[Collected data]
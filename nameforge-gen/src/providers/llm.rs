//! OpenAI-compatible chat completion client
//!
//! Serves three domains:
//! - Names: candidate band names / song titles, one per line
//! - Vocabulary: evocative single words for a topic
//! - Lyrics: short lyric lines whose words seed the pools

use super::http::{build_client, map_send_error, read_json};
use super::payload::LlmCompletionPayload;
use super::{ids, Provider, ProviderError, ProviderQuery, RateLimitPolicy, RawPayload};
use crate::types::Domain;
use async_trait::async_trait;
use reqwest::Client;
use serde::{Deserialize, Serialize};
use std::time::Duration;
use tracing::debug;

pub const DEFAULT_LLM_BASE_URL: &str = "https://api.openai.com/v1";
pub const DEFAULT_LLM_MODEL: &str = "gpt-4o-mini";
const LLM_TIMEOUT: Duration = Duration::from_secs(20);
const MAX_LINES: usize = 50;

pub struct LlmClient {
    http_client: Client,
    api_key: String,
    base_url: String,
    model: String,
}

#[derive(Debug, Serialize)]
struct ChatMessage<'a> {
    role: &'a str,
    content: String,
}

#[derive(Debug, Serialize)]
struct ChatRequest<'a> {
    model: &'a str,
    messages: Vec<ChatMessage<'a>>,
    temperature: f32,
    max_tokens: u32,
}

#[derive(Debug, Deserialize)]
struct ChatChoiceMessage {
    #[serde(default)]
    content: Option<String>,
}

#[derive(Debug, Deserialize)]
struct ChatChoice {
    message: ChatChoiceMessage,
}

#[derive(Debug, Deserialize)]
struct ChatResponse {
    #[serde(default)]
    model: Option<String>,
    #[serde(default)]
    choices: Vec<ChatChoice>,
}

impl LlmClient {
    pub fn new(
        api_key: impl Into<String>,
        base_url: Option<String>,
        model: Option<String>,
    ) -> Result<Self, ProviderError> {
        let api_key = api_key.into();
        if api_key.trim().is_empty() {
            return Err(ProviderError::NotConfigured {
                provider: ids::LLM.to_string(),
                reason: "empty API key".to_string(),
            });
        }

        Ok(Self {
            http_client: build_client(ids::LLM, LLM_TIMEOUT)?,
            api_key,
            base_url: base_url
                .unwrap_or_else(|| DEFAULT_LLM_BASE_URL.to_string())
                .trim_end_matches('/')
                .to_string(),
            model: model.unwrap_or_else(|| DEFAULT_LLM_MODEL.to_string()),
        })
    }

    fn prompt(query: &ProviderQuery) -> Result<String, ProviderError> {
        let hints = query
            .context
            .as_deref()
            .map(|c| format!(" Constraints: {}.", c))
            .unwrap_or_default();

        match query.domain {
            Domain::Names => Ok(format!(
                "Suggest {} original names themed around \"{}\".{} \
                 Reply with one name per line, no numbering, no commentary.",
                query.max_results, query.text, hints
            )),
            Domain::Vocabulary => Ok(format!(
                "List {} evocative single English words associated with \"{}\".{} \
                 Reply with one lowercase word per line.",
                query.max_results, query.text, hints
            )),
            Domain::Lyrics => Ok(format!(
                "Write 4 short original lyric lines about \"{}\".{} One line each.",
                query.text, hints
            )),
            other => Err(ProviderError::Unsupported {
                provider: ids::LLM.to_string(),
                domain: other,
            }),
        }
    }
}

/// Split a completion into clean lines, dropping list markers and quotes
pub(crate) fn parse_lines(text: &str) -> Vec<String> {
    text.lines()
        .map(|line| {
            line.trim()
                .trim_start_matches(|c: char| c.is_ascii_digit() || matches!(c, '.' | ')' | '-' | '*' | '•'))
                .trim()
                .trim_matches(|c| c == '"' || c == '\'')
                .trim()
                .to_string()
        })
        .filter(|line| !line.is_empty())
        .take(MAX_LINES)
        .collect()
}

#[async_trait]
impl Provider for LlmClient {
    fn id(&self) -> &str {
        ids::LLM
    }

    fn domains(&self) -> &[Domain] {
        &[Domain::Names, Domain::Vocabulary, Domain::Lyrics]
    }

    fn rate_limit_policy(&self) -> RateLimitPolicy {
        RateLimitPolicy::new(2, Duration::from_millis(250), 10, Duration::from_secs(10))
    }

    fn timeout(&self) -> Duration {
        LLM_TIMEOUT
    }

    async fn fetch(&self, query: &ProviderQuery) -> Result<RawPayload, ProviderError> {
        let prompt = Self::prompt(query)?;
        debug!(domain = %query.domain, text = %query.text, model = %self.model, "Requesting completion");

        let request = ChatRequest {
            model: &self.model,
            messages: vec![
                ChatMessage {
                    role: "system",
                    content: "You are a creative assistant for musicians.".to_string(),
                },
                ChatMessage {
                    role: "user",
                    content: prompt,
                },
            ],
            temperature: 0.9,
            max_tokens: 300,
        };

        let response = self
            .http_client
            .post(format!("{}/chat/completions", self.base_url))
            .bearer_auth(&self.api_key)
            .json(&request)
            .send()
            .await
            .map_err(|e| map_send_error(ids::LLM, LLM_TIMEOUT, e))?;

        let completion: ChatResponse = read_json(ids::LLM, response).await?;
        let text = completion
            .choices
            .into_iter()
            .filter_map(|c| c.message.content)
            .next()
            .unwrap_or_default();

        let lines = parse_lines(&text);
        if lines.is_empty() {
            return Err(ProviderError::EmptyPayload {
                provider: ids::LLM.to_string(),
            });
        }

        Ok(RawPayload::LlmCompletion(LlmCompletionPayload {
            topic: query.text.clone(),
            domain: query.domain,
            model: completion.model.unwrap_or_else(|| self.model.clone()),
            lines,
        }))
    }
}

#[cfg(test)]
mod tests {
    use super::*;

    #[test]
    fn test_parse_lines_strips_markers() {
        let text = "1. \"Velvet Static\"\n2) Neon Harbor\n\n- Paper Wolves\n* 'Glass Parade'\n";
        assert_eq!(
            parse_lines(text),
            vec!["Velvet Static", "Neon Harbor", "Paper Wolves", "Glass Parade"]
        );
    }

    #[test]
    fn test_prompt_per_domain() {
        let names = LlmClient::prompt(
            &ProviderQuery::new(Domain::Names, "jazz")
                .with_max_results(5)
                .with_context("band names, 2 words"),
        )
        .unwrap();
        assert!(names.contains("Suggest 5"));
        assert!(names.contains("band names, 2 words"));

        assert!(LlmClient::prompt(&ProviderQuery::new(Domain::Artist, "x")).is_err());
    }

    #[test]
    fn test_base_url_trailing_slash_trimmed() {
        let client = LlmClient::new("key", Some("http://localhost:8080/v1/".into()), None).unwrap();
        assert_eq!(client.base_url, "http://localhost:8080/v1");
        assert_eq!(client.model, DEFAULT_LLM_MODEL);
    }
}
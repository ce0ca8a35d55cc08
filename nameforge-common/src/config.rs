//! Configuration loading and config-file resolution
//!
//! Resolution order for the config file path:
//! 1. Command-line argument (highest priority)
//! 2. `NAMEFORGE_CONFIG` environment variable
//! 3. Platform config directory (`<config_dir>/nameforge/nameforge.toml`)
//!
//! A missing or malformed file never aborts startup: the loader logs a warning
//! and falls back to compiled defaults.

use crate::{Error, Result};
use serde::{Deserialize, Serialize};
use std::path::{Path, PathBuf};
use tracing::{info, warn};

/// Environment variable naming an explicit config file
pub const CONFIG_ENV_VAR: &str = "NAMEFORGE_CONFIG";

/// Config file name inside the platform config directory
pub const CONFIG_FILE_NAME: &str = "nameforge.toml";

/// Logging section of the TOML file
#[derive(Debug, Clone, PartialEq, Serialize, Deserialize)]
pub struct LoggingConfig {
    /// Default tracing level (overridden by RUST_LOG)
    #[serde(default = "default_log_level")]
    pub level: String,
}

fn default_log_level() -> String {
    "info".to_string()
}

impl Default for LoggingConfig {
    fn default() -> Self {
        Self {
            level: default_log_level(),
        }
    }
}

/// Credentials and endpoints for the external providers
#[derive(Debug, Clone, Default, PartialEq, Serialize, Deserialize)]
pub struct ProviderCredentials {
    /// Last.fm API key
    #[serde(default, skip_serializing_if = "Option::is_none")]
    pub lastfm_api_key: Option<String>,

    /// Spotify bearer token (client-credentials flow handled externally)
    #[serde(default, skip_serializing_if = "Option::is_none")]
    pub spotify_token: Option<String>,

    /// API key for the LLM completion endpoint
    #[serde(default, skip_serializing_if = "Option::is_none")]
    pub llm_api_key: Option<String>,

    /// Base URL of an OpenAI-compatible completion API
    #[serde(default, skip_serializing_if = "Option::is_none")]
    pub llm_base_url: Option<String>,

    /// Model identifier sent with completion requests
    #[serde(default, skip_serializing_if = "Option::is_none")]
    pub llm_model: Option<String>,
}

/// Top-level TOML configuration
#[derive(Debug, Clone, Default, PartialEq, Serialize, Deserialize)]
pub struct TomlConfig {
    #[serde(default)]
    pub logging: LoggingConfig,

    #[serde(default)]
    pub providers: ProviderCredentials,

    /// Raw `[pipeline]` table; parsed by the generator crate into its own
    /// parameter struct so tuning keys stay next to the code they tune.
    #[serde(default, skip_serializing_if = "Option::is_none")]
    pub pipeline: Option<toml::Table>,
}

/// Resolves which config file to read
pub struct ConfigPathResolver {
    cli_arg: Option<PathBuf>,
}

impl ConfigPathResolver {
    pub fn new(cli_arg: Option<PathBuf>) -> Self {
        Self { cli_arg }
    }

    /// Resolve the config path, or `None` when no candidate exists
    pub fn resolve(&self) -> Option<PathBuf> {
        if let Some(path) = &self.cli_arg {
            return Some(path.clone());
        }

        if let Ok(path) = std::env::var(CONFIG_ENV_VAR) {
            if !path.trim().is_empty() {
                return Some(PathBuf::from(path));
            }
        }

        default_config_path().filter(|p| p.exists())
    }
}

/// Platform default config file location
pub fn default_config_path() -> Option<PathBuf> {
    dirs::config_dir().map(|d| d.join("nameforge").join(CONFIG_FILE_NAME))
}

/// Parse a TOML config file
pub fn read_toml_config(path: &Path) -> Result<TomlConfig> {
    let content = std::fs::read_to_string(path)?;
    toml::from_str(&content)
        .map_err(|e| Error::Config(format!("Parse {} failed: {}", path.display(), e)))
}

/// Load configuration with graceful degradation
///
/// Returns defaults (after logging a warning) when the path is absent,
/// unreadable, or not valid TOML.
pub fn load_toml_config(path: Option<&Path>) -> TomlConfig {
    let Some(path) = path else {
        info!("No config file found, using compiled defaults");
        return TomlConfig::default();
    };

    match read_toml_config(path) {
        Ok(config) => {
            info!("Loaded config from {}", path.display());
            config
        }
        Err(e) => {
            warn!("Config file {} unusable ({}), using defaults", path.display(), e);
            TomlConfig::default()
        }
    }
}

/// Write configuration atomically (temp file + rename)
///
/// On unix the written file is restricted to 0600 since it may hold API keys.
pub fn write_toml_config(config: &TomlConfig, path: &Path) -> Result<()> {
    let content = toml::to_string_pretty(config)
        .map_err(|e| Error::Config(format!("Serialize TOML failed: {}", e)))?;

    if let Some(parent) = path.parent() {
        if !parent.as_os_str().is_empty() {
            std::fs::create_dir_all(parent)?;
        }
    }

    let tmp_path = path.with_extension("toml.tmp");
    std::fs::write(&tmp_path, content)?;

    #[cfg(unix)]
    {
        use std::os::unix::fs::PermissionsExt;
        std::fs::set_permissions(&tmp_path, std::fs::Permissions::from_mode(0o600))?;
    }

    std::fs::rename(&tmp_path, path)?;
    Ok(())
}

/// True when a config file is readable by group or others
#[cfg(unix)]
pub fn check_toml_permissions_loose(path: &Path) -> Result<bool> {
    use std::os::unix::fs::PermissionsExt;
    let mode = std::fs::metadata(path)?.permissions().mode();
    Ok(mode & 0o077 != 0)
}
//! Per-provider rate limiting
//!
//! Three gates, applied in order for every call:
//! 1. Concurrency: a FIFO semaphore caps in-flight requests
//! 2. Spacing: governor enforces the minimum delay between request starts
//! 3. Burst: a sliding window caps requests per `burst_window`
//!
//! The returned permit holds the concurrency slot until dropped.

use super::ProviderError;
use governor::{Quota, RateLimiter};
use std::collections::VecDeque;
use std::sync::Arc;
use std::time::Duration;
use tokio::sync::{Mutex, OwnedSemaphorePermit, Semaphore};
use tokio::time::Instant;
use tracing::debug;

type DirectLimiter = RateLimiter<
    governor::state::NotKeyed,
    governor::state::InMemoryState,
    governor::clock::DefaultClock,
>;

/// Limits declared by a provider
#[derive(Debug, Clone, Copy, PartialEq)]
pub struct RateLimitPolicy {
    pub max_concurrent: usize,
    /// Minimum gap between request starts (zero disables spacing)
    pub min_delay: Duration,
    /// Requests allowed per `burst_window` (zero disables the window)
    pub burst_limit: usize,
    pub burst_window: Duration,
}

impl RateLimitPolicy {
    pub const fn new(
        max_concurrent: usize,
        min_delay: Duration,
        burst_limit: usize,
        burst_window: Duration,
    ) -> Self {
        Self {
            max_concurrent,
            min_delay,
            burst_limit,
            burst_window,
        }
    }

    /// No spacing or burst limits; concurrency still bounded
    pub const fn unlimited() -> Self {
        Self::new(64, Duration::ZERO, 0, Duration::ZERO)
    }
}

impl Default for RateLimitPolicy {
    fn default() -> Self {
        Self::new(4, Duration::from_millis(100), 20, Duration::from_secs(10))
    }
}

/// Held while a provider call is in flight
pub struct RateLimitPermit {
    _permit: OwnedSemaphorePermit,
}

pub struct ProviderRateLimiter {
    provider: String,
    policy: RateLimitPolicy,
    semaphore: Arc<Semaphore>,
    spacing: Option<DirectLimiter>,
    burst: Mutex<VecDeque<Instant>>,
}

impl ProviderRateLimiter {
    pub fn new(provider: impl Into<String>, policy: RateLimitPolicy) -> Self {
        let spacing = Quota::with_period(policy.min_delay).map(RateLimiter::direct);

        Self {
            provider: provider.into(),
            policy,
            semaphore: Arc::new(Semaphore::new(policy.max_concurrent.max(1))),
            spacing,
            burst: Mutex::new(VecDeque::new()),
        }
    }

    pub fn policy(&self) -> &RateLimitPolicy {
        &self.policy
    }

    /// Free concurrency slots right now
    pub fn available_permits(&self) -> usize {
        self.semaphore.available_permits()
    }

    /// Wait until all three gates allow a call
    pub async fn acquire(&self) -> Result<RateLimitPermit, ProviderError> {
        let permit = self
            .semaphore
            .clone()
            .acquire_owned()
            .await
            .map_err(|_| ProviderError::RateLimiterClosed {
                provider: self.provider.clone(),
            })?;

        if let Some(spacing) = &self.spacing {
            spacing.until_ready().await;
        }

        self.wait_for_burst_slot().await;

        Ok(RateLimitPermit { _permit: permit })
    }

    async fn wait_for_burst_slot(&self) {
        let limit = self.policy.burst_limit;
        let window = self.policy.burst_window;
        if limit == 0 || window.is_zero() {
            return;
        }

        loop {
            let wait = {
                let mut starts = self.burst.lock().await;
                let now = Instant::now();
                while let Some(front) = starts.front() {
                    if now.duration_since(*front) >= window {
                        starts.pop_front();
                    } else {
                        break;
                    }
                }

                if starts.len() < limit {
                    starts.push_back(now);
                    return;
                }

                match starts.front() {
                    Some(oldest) => window.saturating_sub(now.duration_since(*oldest)),
                    None => Duration::ZERO,
                }
            };

            debug!(
                provider = %self.provider,
                wait_ms = wait.as_millis() as u64,
                "Burst window full, waiting"
            );
            tokio::time::sleep(wait).await;
        }
    }
}

#[cfg(test)]
mod tests {
    use super::*;
    use std::sync::atomic::{AtomicUsize, Ordering};

    #[tokio::test]
    async fn test_concurrency_cap() {
        let limiter = Arc::new(ProviderRateLimiter::new(
            "test",
            RateLimitPolicy::new(2, Duration::ZERO, 0, Duration::ZERO),
        ));
        let in_flight = Arc::new(AtomicUsize::new(0));
        let peak = Arc::new(AtomicUsize::new(0));

        let mut handles = Vec::new();
        for _ in 0..6 {
            let limiter = limiter.clone();
            let in_flight = in_flight.clone();
            let peak = peak.clone();
            handles.push(tokio::spawn(async move {
                let _permit = limiter.acquire().await.unwrap();
                let now = in_flight.fetch_add(1, Ordering::SeqCst) + 1;
                peak.fetch_max(now, Ordering::SeqCst);
                tokio::time::sleep(Duration::from_millis(20)).await;
                in_flight.fetch_sub(1, Ordering::SeqCst);
            }));
        }
        for handle in handles {
            handle.await.unwrap();
        }

        assert!(peak.load(Ordering::SeqCst) <= 2);
        assert_eq!(limiter.available_permits(), 2);
    }

    #[tokio::test]
    async fn test_min_delay_spacing() {
        let limiter = ProviderRateLimiter::new(
            "test",
            RateLimitPolicy::new(4, Duration::from_millis(50), 0, Duration::ZERO),
        );

        let start = std::time::Instant::now();
        for _ in 0..3 {
            let _permit = limiter.acquire().await.unwrap();
        }
        // First call is immediate, the next two wait ~50ms each
        assert!(start.elapsed() >= Duration::from_millis(90));
    }

    #[tokio::test]
    async fn test_burst_window_blocks_until_oldest_expires() {
        let limiter = ProviderRateLimiter::new(
            "test",
            RateLimitPolicy::new(4, Duration::ZERO, 2, Duration::from_millis(80)),
        );

        let start = std::time::Instant::now();
        for _ in 0..3 {
            let _permit = limiter.acquire().await.unwrap();
        }
        assert!(start.elapsed() >= Duration::from_millis(70));
    }

    #[tokio::test]
    async fn test_unlimited_policy_does_not_wait() {
        let limiter = ProviderRateLimiter::new("test", RateLimitPolicy::unlimited());
        let start = std::time::Instant::now();
        for _ in 0..20 {
            let _permit = limiter.acquire().await.unwrap();
        }
        assert!(start.elapsed() < Duration::from_millis(50));
    }
}
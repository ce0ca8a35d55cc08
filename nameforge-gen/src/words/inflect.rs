//! Minimal English inflection for pattern slots

const IRREGULAR_PLURALS: &[(&str, &str)] = &[
    ("wolf", "wolves"),
    ("knife", "knives"),
    ("thief", "thieves"),
    ("leaf", "leaves"),
    ("man", "men"),
    ("woman", "women"),
    ("child", "children"),
    ("mouse", "mice"),
    ("goose", "geese"),
    ("tooth", "teeth"),
    ("foot", "feet"),
];

const UNCOUNTABLE: &[&str] = &["dust", "thunder", "ash", "voltage", "wildfire", "paradise", "blues", "soul"];

const IRREGULAR_PAST: &[(&str, &str)] = &[
    ("bleed", "bled"),
    ("break", "broke"),
    ("dig", "dug"),
    ("fall", "fell"),
    ("fight", "fought"),
    ("fly", "flew"),
    ("forget", "forgot"),
    ("freeze", "froze"),
    ("grow", "grew"),
    ("hide", "hid"),
    ("kneel", "knelt"),
    ("leave", "left"),
    ("rise", "rose"),
    ("run", "ran"),
    ("shine", "shone"),
    ("sing", "sang"),
    ("sink", "sank"),
    ("sleep", "slept"),
    ("slide", "slid"),
    ("spin", "spun"),
    ("stand", "stood"),
    ("steal", "stole"),
    ("swim", "swam"),
    ("swing", "swung"),
    ("wake", "woke"),
    ("weep", "wept"),
];

fn is_vowel(c: char) -> bool {
    matches!(c, 'a' | 'e' | 'i' | 'o' | 'u')
}

/// Consonant-vowel-consonant ending of a short word (run -> running)
fn doubles_final_consonant(word: &str) -> bool {
    let chars: Vec<char> = word.chars().collect();
    let n = chars.len();
    if n < 3 || n > 4 {
        return false;
    }
    let (a, b, c) = (chars[n - 3], chars[n - 2], chars[n - 1]);
    !is_vowel(a) && is_vowel(b) && !is_vowel(c) && !matches!(c, 'w' | 'x' | 'y')
}

pub fn pluralize(noun: &str) -> String {
    let lower = noun.to_lowercase();
    if let Some((_, plural)) = IRREGULAR_PLURALS.iter().find(|(s, _)| *s == lower) {
        return plural.to_string();
    }
    if UNCOUNTABLE.contains(&lower.as_str()) {
        return lower;
    }
    if lower.ends_with('s')
        || lower.ends_with('x')
        || lower.ends_with('z')
        || lower.ends_with("ch")
        || lower.ends_with("sh")
    {
        return format!("{}es", lower);
    }
    if lower.ends_with('y') {
        let before = lower.chars().rev().nth(1).unwrap_or('a');
        if !is_vowel(before) {
            return format!("{}ies", &lower[..lower.len() - 1]);
        }
    }
    format!("{}s", lower)
}

pub fn gerund(verb: &str) -> String {
    let lower = verb.to_lowercase();
    if lower.ends_with("ie") {
        return format!("{}ying", &lower[..lower.len() - 2]);
    }
    if lower.ends_with('e') && !lower.ends_with("ee") && lower.len() > 2 {
        return format!("{}ing", &lower[..lower.len() - 1]);
    }
    if doubles_final_consonant(&lower) {
        let last = lower.chars().last().unwrap_or_default();
        return format!("{}{}ing", lower, last);
    }
    format!("{}ing", lower)
}

pub fn past_tense(verb: &str) -> String {
    let lower = verb.to_lowercase();
    if let Some((_, past)) = IRREGULAR_PAST.iter().find(|(s, _)| *s == lower) {
        return past.to_string();
    }
    if lower.ends_with('e') {
        return format!("{}d", lower);
    }
    if lower.ends_with('y') {
        let before = lower.chars().rev().nth(1).unwrap_or('a');
        if !is_vowel(before) {
            return format!("{}ied", &lower[..lower.len() - 1]);
        }
    }
    if doubles_final_consonant(&lower) {
        let last = lower.chars().last().unwrap_or_default();
        return format!("{}{}ed", lower, last);
    }
    format!("{}ed", lower)
}

/// Third person singular ("burn" -> "burns")
pub fn third_person(verb: &str) -> String {
    let lower = verb.to_lowercase();
    if lower.ends_with('s') || lower.ends_with("sh") || lower.ends_with("ch") || lower.ends_with('x') {
        return format!("{}es", lower);
    }
    if lower.ends_with('y') {
        let before = lower.chars().rev().nth(1).unwrap_or('a');
        if !is_vowel(before) {
            return format!("{}ies", &lower[..lower.len() - 1]);
        }
    }
    format!("{}s", lower)
}

/// Capitalize the first letter of every word, keeping short joiners lowercase
/// unless they open the phrase
pub fn title_case(phrase: &str) -> String {
    const LOWER_JOINERS: &[&str] = &["of", "the", "and", "in", "on", "a", "an", "to", "for", "from", "with", "like"];

    phrase
        .split_whitespace()
        .enumerate()
        .map(|(i, word)| {
            let lower = word.to_lowercase();
            if i > 0 && LOWER_JOINERS.contains(&lower.as_str()) {
                lower
            } else {
                capitalize(&lower)
            }
        })
        .collect::<Vec<_>>()
        .join(" ")
}

pub fn capitalize(word: &str) -> String {
    let mut chars = word.chars();
    match chars.next() {
        Some(first) => first.to_uppercase().chain(chars).collect(),
        None => String::new(),
    }
}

• WHAT IS REQUIRED: In the entries above, which lines hold the string "ChatChoiceMessage"? Report all of them.

• TASK RESPONSE:
struct ChatChoiceMessage {
    message: ChatChoiceMessage,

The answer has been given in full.